START Listed records

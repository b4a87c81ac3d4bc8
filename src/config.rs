//! Ambient configuration: library-level startup knobs plus the binary's
//! `clap::Parser` CLI surface.
//!
//! Grounded on `em68k::Configuration` (a plain struct of startup knobs
//! handed to `Emulator::new`) for [`Configuration`], and on the
//! `clap::Parser` derive pattern for [`Cli`].

use clap::Parser;

/// Startup knobs for a library-embedded interpreter. Collaborators are
/// supplied separately (the generic parameter on `Interpreter<C>`), not
/// carried here.
#[derive(Debug, Clone)]
pub struct Configuration {
    pub arena_bytes: u32,
    pub initial_mode: u8,
    pub trace: bool,
}

impl Default for Configuration {
    fn default() -> Self {
        Configuration { arena_bytes: 64 * 1024, initial_mode: 0, trace: false }
    }
}

/// Command-line surface for the `bbcbasic` binary.
#[derive(Parser, Debug)]
#[command(name = "bbcbasic", about = "An interpreter for a BBC BASIC V/VI dialect")]
pub struct Cli {
    /// Program file to load and run; omit to start an interactive REPL.
    pub program: Option<String>,

    /// Workspace (arena) size in bytes.
    #[arg(long, default_value_t = 65536)]
    pub arena: u32,

    /// Initial screen MODE number.
    #[arg(long, default_value_t = 0)]
    pub mode: u8,

    /// Enable the TRACE overlay from startup.
    #[arg(long)]
    pub trace: bool,

    /// Verbosity, stacking: `-v`, `-vv`, `-vvv`.
    #[arg(short, long, action = clap::ArgAction::Count)]
    pub verbose: u8,
}

impl From<&Cli> for Configuration {
    fn from(cli: &Cli) -> Self {
        Configuration { arena_bytes: cli.arena, initial_mode: cli.mode, trace: cli.trace }
    }
}

#[cfg(test)]
mod tests {
    use super::*;

    #[test]
    fn cli_defaults_produce_the_default_configuration() {
        let cli = Cli::parse_from(["bbcbasic"]);
        let config = Configuration::from(&cli);
        assert_eq!(config.arena_bytes, Configuration::default().arena_bytes);
        assert_eq!(config.initial_mode, 0);
        assert!(!config.trace);
    }

    #[test]
    fn cli_flags_override_defaults() {
        let cli = Cli::parse_from(["bbcbasic", "prog.bas", "--arena", "1024", "--mode", "7", "--trace"]);
        let config = Configuration::from(&cli);
        assert_eq!(cli.program.as_deref(), Some("prog.bas"));
        assert_eq!(config.arena_bytes, 1024);
        assert_eq!(config.initial_mode, 7);
        assert!(config.trace);
    }
}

END Listed records

Work task
Each line above is to be reproduced exactly.

Task response
repository b4a87c81ac3d4bc8
filename src/config.rs
//! Ambient configuration: library-level startup knobs plus the binary's
//! `clap::Parser` CLI surface.
//!
//! Grounded on `em68k::Configuration` (a plain struct of startup knobs
//! handed to `Emulator::new`) for [`Configuration`], and on the
//! `clap::Parser` derive pattern for [`Cli`].

use clap::Parser;

/// Startup knobs for a library-embedded interpreter. Collaborators are
/// supplied separately (the generic parameter on `Interpreter<C>`), not
/// carried here.
#[derive(Debug, Clone)]
pub struct Configuration {
    pub arena_bytes: u32,
    pub initial_mode: u8,
    pub trace: bool,
}

impl Default for Configuration {
    fn default() -> Self {
        Configuration { arena_bytes: 64 * 1024, initial_mode: 0, trace: false }
    }
}

/// Command-line surface for the `bbcbasic` binary.
#[derive(Parser, Debug)]
#[command(name = "bbcbasic", about = "An interpreter for a BBC BASIC V/VI dialect")]
pub struct Cli {
    /// Program file to load and run; omit to start an interactive REPL.
    pub program: Option<String>,

    /// Workspace (arena) size in bytes.
    #[arg(long, default_value_t = 65536)]
    pub arena: u32,

    /// Initial screen MODE number.
    #[arg(long, default_value_t = 0)]
    pub mode: u8,

    /// Enable the TRACE overlay from startup.
    #[arg(long)]
    pub trace: bool,

    /// Verbosity, stacking: `-v`, `-vv`, `-vvv`.
    #[arg(short, long, action = clap::ArgAction::Count)]
    pub verbose: u8,
}

impl From<&Cli> for Configuration {
    fn from(cli: &Cli) -> Self {
        Configuration { arena_bytes: cli.arena, initial_mode: cli.mode, trace: cli.trace }
    }
}

#[cfg(test)]
mod tests {
    use super::*;

    #[test]
    fn cli_defaults_produce_the_default_configuration() {
        let cli = Cli::parse_from(["bbcbasic"]);
        let config = Configuration::from(&cli);
        assert_eq!(config.arena_bytes, Configuration::default().arena_bytes);
        assert_eq!(config.initial_mode, 0);
        assert!(!config.trace);
    }

    #[test]
    fn cli_flags_override_defaults() {
        let cli = Cli::parse_from(["bbcbasic", "prog.bas", "--arena", "1024", "--mode", "7", "--trace"]);
        let config = Configuration::from(&cli);
        assert_eq!(cli.program.as_deref(), Some("prog.bas"));
        assert_eq!(config.arena_bytes, 1024);
        assert_eq!(config.initial_mode, 7);
        assert!(config.trace);
    }
}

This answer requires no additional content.